Data extract:
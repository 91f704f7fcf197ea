//! Persistent records for the responder: the joke catalogue with usage
//! counters and the `info` settings table holding the last-run timestamp.

pub mod error;
pub mod store;
pub mod store_memory;
pub mod store_sqlite;
pub mod types;

pub use {
    error::{Error, Result},
    store::{JokeStore, RunInfoStore},
    store_memory::InMemoryStore,
    store_sqlite::SqliteStore,
    types::{Joke, LAST_RUN_KEY, RunInfo},
};

/// Apply the store schema to `pool`.
///
/// Tables are created with `IF NOT EXISTS`, so this is safe to run against a
/// database that was populated by hand.
pub async fn run_migrations(pool: &sqlx::SqlitePool) -> Result<()> {
    sqlx::migrate!("./migrations")
        .set_ignore_missing(true)
        .run(pool)
        .await?;
    Ok(())
}
//! SQLite-backed store using sqlx.

use std::path::Path;

use {
    async_trait::async_trait,
    sqlx::{
        Row, SqlitePool,
        sqlite::{SqliteConnectOptions, SqlitePoolOptions},
    },
    tracing::debug,
};

use crate::{
    Error, Result,
    store::{JokeStore, RunInfoStore},
    types::{Joke, LAST_RUN_KEY, RunInfo},
};

/// SQLite-backed persistence for jokes and run info.
pub struct SqliteStore {
    pool: SqlitePool,
}

impl SqliteStore {
    /// Open an existing database file.
    ///
    /// A missing file is an error rather than an empty database: the joke
    /// catalogue has to be provisioned before the bot starts.
    pub async fn open(path: &Path) -> Result<Self> {
        if !path.is_file() {
            return Err(Error::missing_database(path));
        }
        let options = SqliteConnectOptions::new()
            .filename(path)
            .create_if_missing(false);
        let store = Self::connect(options).await?;
        debug!(path = %path.display(), "opened store");
        Ok(store)
    }

    /// Create the database file (and parent directories) if needed and apply
    /// the schema.
    pub async fn create(path: &Path) -> Result<Self> {
        if let Some(parent) = path.parent()
            && !parent.as_os_str().is_empty()
        {
            std::fs::create_dir_all(parent)?;
        }
        let options = SqliteConnectOptions::new()
            .filename(path)
            .create_if_missing(true);
        let store = Self::connect(options).await?;
        debug!(path = %path.display(), "created store");
        Ok(store)
    }

    /// Connect by URL (e.g. `sqlite::memory:`) and apply the schema.
    pub async fn new(database_url: &str) -> Result<Self> {
        let pool = SqlitePoolOptions::new()
            .max_connections(5)
            .connect(database_url)
            .await?;
        crate::run_migrations(&pool).await?;
        Ok(Self { pool })
    }

    async fn connect(options: SqliteConnectOptions) -> Result<Self> {
        let pool = SqlitePoolOptions::new()
            .max_connections(5)
            .connect_with(options)
            .await?;
        crate::run_migrations(&pool).await?;
        Ok(Self { pool })
    }
}

fn joke_from_row(row: &sqlx::sqlite::SqliteRow) -> Joke {
    Joke {
        id: row.get("id"),
        text: row
            .try_get::<Option<String>, _>("joke")
            .ok()
            .flatten()
            .unwrap_or_default(),
        usage_count: row.get("used"),
    }
}

#[async_trait]
impl JokeStore for SqliteStore {
    async fn least_used_joke(&self) -> Result<Option<Joke>> {
        let row = sqlx::query(
            "SELECT id, joke, COALESCE(used, 0) AS used FROM jokes
             ORDER BY COALESCE(used, 0) ASC, RANDOM()
             LIMIT 1",
        )
        .fetch_optional(&self.pool)
        .await?;
        Ok(row.as_ref().map(joke_from_row))
    }

    async fn increment_usage(&self, id: i64) -> Result<()> {
        let result = sqlx::query("UPDATE jokes SET used = COALESCE(used, 0) + 1 WHERE id = ?")
            .bind(id)
            .execute(&self.pool)
            .await?;
        if result.rows_affected() == 0 {
            return Err(Error::JokeNotFound { id });
        }
        Ok(())
    }

    async fn add_joke(&self, text: &str) -> Result<i64> {
        let result = sqlx::query("INSERT INTO jokes (joke, used) VALUES (?, 0)")
            .bind(text)
            .execute(&self.pool)
            .await?;
        Ok(result.last_insert_rowid())
    }

    async fn list_jokes(&self) -> Result<Vec<Joke>> {
        let rows = sqlx::query("SELECT id, joke, COALESCE(used, 0) AS used FROM jokes ORDER BY id")
            .fetch_all(&self.pool)
            .await?;
        Ok(rows.iter().map(joke_from_row).collect())
    }
}

#[async_trait]
impl RunInfoStore for SqliteStore {
    async fn get_run_info(&self) -> Result<Option<RunInfo>> {
        let row = sqlx::query("SELECT val FROM info WHERE name = ? LIMIT 1")
            .bind(LAST_RUN_KEY)
            .fetch_optional(&self.pool)
            .await?;
        Ok(row.map(|row| RunInfo {
            last_run: row
                .try_get::<Option<String>, _>("val")
                .ok()
                .flatten()
                .unwrap_or_default(),
        }))
    }

    async fn insert_run_info(&self, timestamp: &str) -> Result<()> {
        sqlx::query("INSERT INTO info (name, val) VALUES (?, ?)")
            .bind(LAST_RUN_KEY)
            .bind(timestamp)
            .execute(&self.pool)
            .await?;
        Ok(())
    }

    async fn update_run_info(&self, timestamp: &str) -> Result<()> {
        sqlx::query("UPDATE info SET val = ? WHERE name = ?")
            .bind(timestamp)
            .bind(LAST_RUN_KEY)
            .execute(&self.pool)
            .await?;
        Ok(())
    }
}
use {async_trait::async_trait, serde::Deserialize};

use crate::Result;

/// Event `type` value carried by chat messages.
pub const MESSAGE_EVENT_KIND: &str = "message";

// ── Inbound ─────────────────────────────────────────────────────────────────

/// One real-time event delivered by the transport.
///
/// Field names follow the RTM wire format so frames deserialize directly.
#[derive(Debug, Clone, Default, PartialEq, Eq, Deserialize)]
pub struct IncomingEvent {
    #[serde(rename = "type", default)]
    pub kind: String,
    #[serde(default)]
    pub text: Option<String>,
    #[serde(rename = "channel", default)]
    pub channel_id: String,
    #[serde(rename = "user", default)]
    pub user_id: String,
}

impl IncomingEvent {
    /// Shorthand for a plain chat message.
    #[must_use]
    pub fn message(
        text: impl Into<String>,
        channel_id: impl Into<String>,
        user_id: impl Into<String>,
    ) -> Self {
        Self {
            kind: MESSAGE_EVENT_KIND.into(),
            text: Some(text.into()),
            channel_id: channel_id.into(),
            user_id: user_id.into(),
        }
    }

    /// Message text, or `""` when absent.
    pub fn text(&self) -> &str {
        self.text.as_deref().unwrap_or_default()
    }
}

/// A channel as listed in the transport's directory.
#[derive(Debug, Clone, PartialEq, Eq, Deserialize)]
pub struct ChannelRef {
    pub id: String,
    pub name: String,
}

impl ChannelRef {
    #[must_use]
    pub fn new(id: impl Into<String>, name: impl Into<String>) -> Self {
        Self {
            id: id.into(),
            name: name.into(),
        }
    }
}

/// A user as listed in the transport's directory.
#[derive(Debug, Clone, PartialEq, Eq, Deserialize)]
pub struct UserRef {
    pub id: String,
    pub name: String,
}

impl UserRef {
    #[must_use]
    pub fn new(id: impl Into<String>, name: impl Into<String>) -> Self {
        Self {
            id: id.into(),
            name: name.into(),
        }
    }
}

/// Receiver of the transport's event stream.
///
/// The transport calls [`EventSink::ready`] once the connection and the
/// directory are available, then [`EventSink::handle`] for every event, one at
/// a time and in arrival order.
#[async_trait]
pub trait EventSink: Send + Sync {
    async fn ready(&self);
    async fn handle(&self, event: IncomingEvent);
}

// ── Outbound ────────────────────────────────────────────────────────────────

/// Per-post delivery options.
#[derive(Debug, Clone, Copy, PartialEq, Eq)]
pub struct PostOptions {
    /// Post as the authenticated bot user rather than as an app.
    pub as_user: bool,
}

impl Default for PostOptions {
    fn default() -> Self {
        Self { as_user: true }
    }
}

/// Capabilities the responder needs from a chat service.
///
/// Directory lookups are answered from the snapshot taken at connect time and
/// return `None` for unknown ids instead of failing.
#[async_trait]
pub trait ChatTransport: Send + Sync {
    /// Known channels in directory order.
    fn channels(&self) -> Vec<ChannelRef>;

    /// Known users.
    fn users(&self) -> Vec<UserRef>;

    /// Target for greetings and the welcome post.
    fn first_channel(&self) -> Option<ChannelRef> {
        self.channels().into_iter().next()
    }

    fn lookup_channel(&self, id: &str) -> Option<ChannelRef> {
        self.channels().into_iter().find(|c| c.id == id)
    }

    fn lookup_user(&self, id: &str) -> Option<UserRef> {
        self.users().into_iter().find(|u| u.id == id)
    }

    fn find_user_by_name(&self, name: &str) -> Option<UserRef> {
        self.users().into_iter().find(|u| u.name == name)
    }

    /// Post plain text to a channel.
    async fn post_text(&self, channel: &ChannelRef, text: &str, opts: PostOptions) -> Result<()>;
}
//! Effective configuration: config file first, then flags and environment.

use std::path::{Path, PathBuf};

use {
    anyhow::{Context, Result},
    regina_config::ReginaConfig,
    secrecy::Secret,
    tracing::debug,
};

/// Values given on the command line or through the environment.
#[derive(Debug, Default, Clone)]
pub struct Overrides {
    pub token: Option<String>,
    pub name: Option<String>,
    pub db_path: Option<PathBuf>,
}

/// Load the config file (explicit path, or discovered) and apply overrides.
///
/// An explicit path that cannot be loaded is an error; a discovered file that
/// fails to load falls back to defaults.
pub fn load(config_path: Option<&Path>, overrides: Overrides) -> Result<ReginaConfig> {
    let config = match config_path {
        Some(path) => regina_config::load_config(path)
            .with_context(|| format!("failed to load config from {}", path.display()))?,
        None => regina_config::discover_and_load(),
    };
    Ok(apply(config, overrides))
}

pub fn apply(mut config: ReginaConfig, overrides: Overrides) -> ReginaConfig {
    if let Some(token) = overrides.token.filter(|t| !t.trim().is_empty()) {
        debug!("slack token taken from command line or environment");
        config.slack.token = Secret::new(token);
    }
    if let Some(name) = overrides.name.filter(|n| !n.trim().is_empty()) {
        config.bot.name = name;
    }
    if let Some(path) = overrides.db_path {
        config.store.path = Some(path);
    }
    config
}

/// Copy of `config` that is safe to print.
pub fn redacted(config: &ReginaConfig) -> ReginaConfig {
    let mut shown = config.clone();
    if shown.slack.has_token() {
        shown.slack.token = Secret::new("[REDACTED]".into());
    }
    shown
}
/// `info.name` of the row holding the last-run timestamp.
pub const LAST_RUN_KEY: &str = "lastrun";

/// One row of the joke catalogue.
#[derive(Debug, Clone, PartialEq, Eq)]
pub struct Joke {
    pub id: i64,
    pub text: String,
    /// Number of times the joke has been told. Only ever increases.
    pub usage_count: i64,
}

/// The singleton last-run record.
#[derive(Debug, Clone, PartialEq, Eq)]
pub struct RunInfo {
    pub last_run: String,
}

Work to complete:
Return a word-for-word copy of the lines above from the one holding "let mut shown = config.clone();" through the one holding "the joke catalogue.", with both of them included and nothing besides.

Completed exercise:
    let mut shown = config.clone();
    if shown.slack.has_token() {
        shown.slack.token = Secret::new("[REDACTED]".into());
    }
    shown
}
/// `info.name` of the row holding the last-run timestamp.
pub const LAST_RUN_KEY: &str = "lastrun";

/// One row of the joke catalogue.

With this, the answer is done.